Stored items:
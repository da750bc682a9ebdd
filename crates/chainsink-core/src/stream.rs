//! Upstream block stream seam.

use std::collections::VecDeque;

use async_trait::async_trait;
use tokio::io::{AsyncBufRead, AsyncBufReadExt, Lines};

use crate::cursor::Cursor;
use crate::error::SinkError;
use crate::types::StreamMessage;

/// Ordered source of block data and undo signals.
#[async_trait]
pub trait BlockStream: Send {
    /// Position the stream right after `cursor`. Called once before the
    /// first [`BlockStream::next`]; a blank cursor means the beginning.
    async fn resume(&mut self, _cursor: &Cursor) -> Result<(), SinkError> {
        Ok(())
    }

    /// Next message, or `None` once the stream is exhausted.
    async fn next(&mut self) -> Result<Option<StreamMessage>, SinkError>;
}

// ─── In-memory ───────────────────────────────────────────────────────────────

/// Stream replaying a fixed list of messages.
#[derive(Debug, Default)]
pub struct MemoryStream {
    messages: VecDeque<StreamMessage>,
}

impl MemoryStream {
    pub fn new(messages: impl IntoIterator<Item = StreamMessage>) -> Self {
        Self {
            messages: messages.into_iter().collect(),
        }
    }
}

#[async_trait]
impl BlockStream for MemoryStream {
    async fn next(&mut self) -> Result<Option<StreamMessage>, SinkError> {
        Ok(self.messages.pop_front())
    }
}

// ─── JSON lines ──────────────────────────────────────────────────────────────

/// One [`StreamMessage`] per line, JSON encoded. Blank lines and lines
/// starting with `#` are skipped. On resume, data messages at or below the
/// cursor's block are dropped.
pub struct JsonLinesStream<R> {
    lines: Lines<R>,
    line_no: usize,
    resume_after: Option<u64>,
}

impl<R: AsyncBufRead + Unpin + Send> JsonLinesStream<R> {
    pub fn new(reader: R) -> Self {
        Self {
            lines: reader.lines(),
            line_no: 0,
            resume_after: None,
        }
    }
}

#[async_trait]
impl<R: AsyncBufRead + Unpin + Send> BlockStream for JsonLinesStream<R> {
    async fn resume(&mut self, cursor: &Cursor) -> Result<(), SinkError> {
        self.resume_after = (!cursor.is_blank()).then_some(cursor.block.number);
        Ok(())
    }

    async fn next(&mut self) -> Result<Option<StreamMessage>, SinkError> {
        while let Some(line) = self
            .lines
            .next_line()
            .await
            .map_err(|e| SinkError::Stream(format!("read line {}: {e}", self.line_no + 1)))?
        {
            self.line_no += 1;
            let line = line.trim();
            if line.is_empty() || line.starts_with('#') {
                continue;
            }

            let message: StreamMessage = serde_json::from_str(line)
                .map_err(|e| SinkError::Stream(format!("line {}: {e}", self.line_no)))?;
            if let (Some(after), StreamMessage::Data(data)) = (self.resume_after, &message) {
                if data.clock.number <= after {
                    continue;
                }
            }
            return Ok(Some(message));
        }
        Ok(None)
    }
}
#[cfg(test)]
mod tests {
    use super::*;
    use tempfile::TempDir;

    const COLLECTION: &str = "test";

    fn create_test_db() -> (TempDir, Database) {
        let dir = TempDir::new().unwrap();
        let db = Database::open(&dir.path().join("test.db")).unwrap();
        db.ensure_collection(COLLECTION).unwrap();
        (dir, db)
    }

    fn strings(values: &[&str]) -> Vec<String> {
        values.iter().map(|s| s.to_string()).collect()
    }

    #[test]
    fn test_add_and_get() {
        let (_dir, mut db) = create_test_db();
        db.add(
            COLLECTION,
            &strings(&["id-1"]),
            &[vec![0.5, -0.5]],
            &strings(&["test content"]),
        )
        .unwrap();

        let record = db.get(COLLECTION, "id-1").unwrap().unwrap();
        assert_eq!(record.id, "id-1");
        assert_eq!(record.text, "test content");
        assert_eq!(record.embedding, vec![0.5, -0.5]);
        assert!(!record.created_at.is_empty());
    }

    #[test]
    fn test_get_nonexistent() {
        let (_dir, db) = create_test_db();
        assert!(db.get(COLLECTION, "nonexistent").unwrap().is_none());
    }

    #[test]
    fn test_add_fixes_dimensions() {
        let (_dir, mut db) = create_test_db();
        assert_eq!(db.collection_dimensions(COLLECTION).unwrap(), None);

        db.add(
            COLLECTION,
            &strings(&["a"]),
            &[vec![0.1; 3]],
            &strings(&["a"]),
        )
        .unwrap();
        assert_eq!(db.collection_dimensions(COLLECTION).unwrap(), Some(3));

        let result = db.add(
            COLLECTION,
            &strings(&["b"]),
            &[vec![0.1; 4]],
            &strings(&["b"]),
        );
        assert!(matches!(
            result,
            Err(Error::MismatchedDimensions {
                expected: 3,
                actual: 4
            })
        ));
    }

    #[test]
    fn test_add_is_atomic() {
        let (_dir, mut db) = create_test_db();
        let result = db.add(
            COLLECTION,
            &strings(&["ok", "bad"]),
            &[vec![1.0, 0.0], vec![f32::NAN, 0.0]],
            &strings(&["ok", "bad"]),
        );
        assert!(matches!(result, Err(Error::InvalidEmbedding(_))));
        assert_eq!(db.count(COLLECTION).unwrap(), 0);
        assert!(db.get(COLLECTION, "ok").unwrap().is_none());
        // A failed first batch must not pin the dimensionality either.
        assert_eq!(db.collection_dimensions(COLLECTION).unwrap(), None);
    }

    #[test]
    fn test_add_duplicate_id_rolls_back() {
        let (_dir, mut db) = create_test_db();
        db.add(COLLECTION, &strings(&["x"]), &[vec![1.0]], &strings(&["x"]))
            .unwrap();

        let result = db.add(
            COLLECTION,
            &strings(&["y", "x"]),
            &[vec![1.0], vec![1.0]],
            &strings(&["y", "x again"]),
        );
        assert!(matches!(result, Err(Error::Sqlite(_))));
        assert_eq!(db.count(COLLECTION).unwrap(), 1);
        assert!(db.get(COLLECTION, "y").unwrap().is_none());
    }

    #[test]
    fn test_add_length_mismatch() {
        let (_dir, mut db) = create_test_db();
        let result = db.add(
            COLLECTION,
            &strings(&["a", "b"]),
            &[vec![1.0]],
            &strings(&["a", "b"]),
        );
        assert!(matches!(result, Err(Error::BatchLengthMismatch { .. })));
    }

    #[test]
    fn test_add_unknown_collection() {
        let (_dir, mut db) = create_test_db();
        let result = db.add("missing", &strings(&["a"]), &[vec![1.0]], &strings(&["a"]));
        assert!(matches!(result, Err(Error::CollectionNotFound(_))));
    }

    #[test]
    fn test_add_empty_batch() {
        let (_dir, mut db) = create_test_db();
        db.add(COLLECTION, &[], &[], &[]).unwrap();
        assert_eq!(db.count(COLLECTION).unwrap(), 0);
    }

    #[test]
    fn test_delete_batch() {
        let (_dir, mut db) = create_test_db();
        db.add(
            COLLECTION,
            &strings(&["a", "b", "c"]),
            &[vec![1.0], vec![1.0], vec![1.0]],
            &strings(&["a", "b", "c"]),
        )
        .unwrap();

        let removed = db
            .delete(COLLECTION, &strings(&["a", "c", "nonexistent"]))
            .unwrap();
        assert_eq!(removed, 2);
        assert_eq!(db.count(COLLECTION).unwrap(), 1);
        assert!(db.get(COLLECTION, "b").unwrap().is_some());
    }

    #[test]
    fn test_delete_scoped_to_collection() {
        let (_dir, mut db) = create_test_db();
        db.ensure_collection("other").unwrap();
        db.add("other", &strings(&["a"]), &[vec![1.0]], &strings(&["a"]))
            .unwrap();

        assert_eq!(db.delete(COLLECTION, &strings(&["a"])).unwrap(), 0);
        assert_eq!(db.count("other").unwrap(), 1);
    }

    #[test]
    fn test_list_newest_first() {
        let (_dir, mut db) = create_test_db();
        db.add(
            COLLECTION,
            &strings(&["first", "second"]),
            &[vec![1.0], vec![1.0]],
            &strings(&["first", "second"]),
        )
        .unwrap();

        let records = db.list(COLLECTION, 10).unwrap();
        assert_eq!(records.len(), 2);
        assert_eq!(records[0].id, "second");
        assert_eq!(records[1].id, "first");

        assert_eq!(db.list(COLLECTION, 1).unwrap().len(), 1);
        assert!(matches!(db.list(COLLECTION, 0), Err(Error::InvalidLimit(_))));
    }

    #[test]
    fn test_database_reopen() {
        let dir = TempDir::new().unwrap();
        let path = dir.path().join("test.db");

        {
            let mut db = Database::open(&path).unwrap();
            db.ensure_collection(COLLECTION).unwrap();
            db.add(
                COLLECTION,
                &strings(&["p"]),
                &[vec![0.25, 0.75]],
                &strings(&["persistent"]),
            )
            .unwrap();
            db.close().unwrap();
        }

        {
            let db = Database::open(&path).unwrap();
            db.ensure_collection(COLLECTION).unwrap();
            assert_eq!(db.collection_dimensions(COLLECTION).unwrap(), Some(2));
            let record = db.get(COLLECTION, "p").unwrap().unwrap();
            assert_eq!(record.text, "persistent");
        }
    }

    #[test]
    fn test_width_fixed_by_another_handle_is_enforced() {
        let (dir, mut first) = create_test_db();
        let mut second = Database::open(&dir.path().join("test.db")).unwrap();

        first
            .add(COLLECTION, &strings(&["a"]), &[vec![1.0, 0.0, 0.0]], &strings(&["a"]))
            .unwrap();
        let result = second.add(COLLECTION, &strings(&["b"]), &[vec![1.0, 0.0]], &strings(&["b"]));

        assert!(matches!(result, Err(Error::MismatchedDimensions { expected: 3, actual: 2 })));
        assert_eq!(first.count(COLLECTION).unwrap(), 1);
    }

    #[test]
    fn test_add_waits_for_pending_writer_and_sees_its_width() {
        let (dir, db) = create_test_db();
        let path = dir.path().join("test.db");

        // Another writer is mid-transaction and has claimed width 3.
        db.conn()
            .execute_batch(
                "BEGIN IMMEDIATE; UPDATE collections SET dimensions = 3 WHERE name = 'test';",
            )
            .unwrap();

        let writer = std::thread::spawn(move || {
            let mut other = Database::open(&path).unwrap();
            other.add(COLLECTION, &strings(&["b"]), &[vec![1.0, 0.0]], &strings(&["b"]))
        });

        std::thread::sleep(Duration::from_millis(200));
        db.conn().execute_batch("COMMIT").unwrap();

        let result = writer.join().unwrap();
        assert!(matches!(result, Err(Error::MismatchedDimensions { expected: 3, actual: 2 })));
        assert_eq!(db.count(COLLECTION).unwrap(), 0);
        assert_eq!(db.collection_dimensions(COLLECTION).unwrap(), Some(3));
    }

    #[test]
    fn test_schema_tables_exist() {
        let (_dir, db) = create_test_db();
        let count: i64 = db
            .conn()
            .query_row(
                "SELECT COUNT(*) FROM sqlite_master WHERE type = 'table' AND name IN ('collections', 'memories')",
                [],
                |row| row.get(0),
            )
            .unwrap();
        assert_eq!(count, 2);
    }

    #[test]
    fn test_error_display() {
        let err = Error::InvalidBlobSize {
            expected: 1536,
            actual: 10,
        };
        let msg = format!("{}", err);
        assert!(msg.contains("expected"));
        assert!(msg.contains("1536"));
        assert!(msg.contains("10"));
    }
}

#### [Task directions]
Up to and including the line with "pub trait BlockStream: Send", transcribe the entries above exactly, starting from their first line.

#### [Solution for this exercise]
repository da750bc682a9ebdd
filename crates/chainsink-core/src/stream.rs
//! Upstream block stream seam.

use std::collections::VecDeque;

use async_trait::async_trait;
use tokio::io::{AsyncBufRead, AsyncBufReadExt, Lines};

use crate::cursor::Cursor;
use crate::error::SinkError;
use crate::types::StreamMessage;

/// Ordered source of block data and undo signals.
#[async_trait]
pub trait BlockStream: Send {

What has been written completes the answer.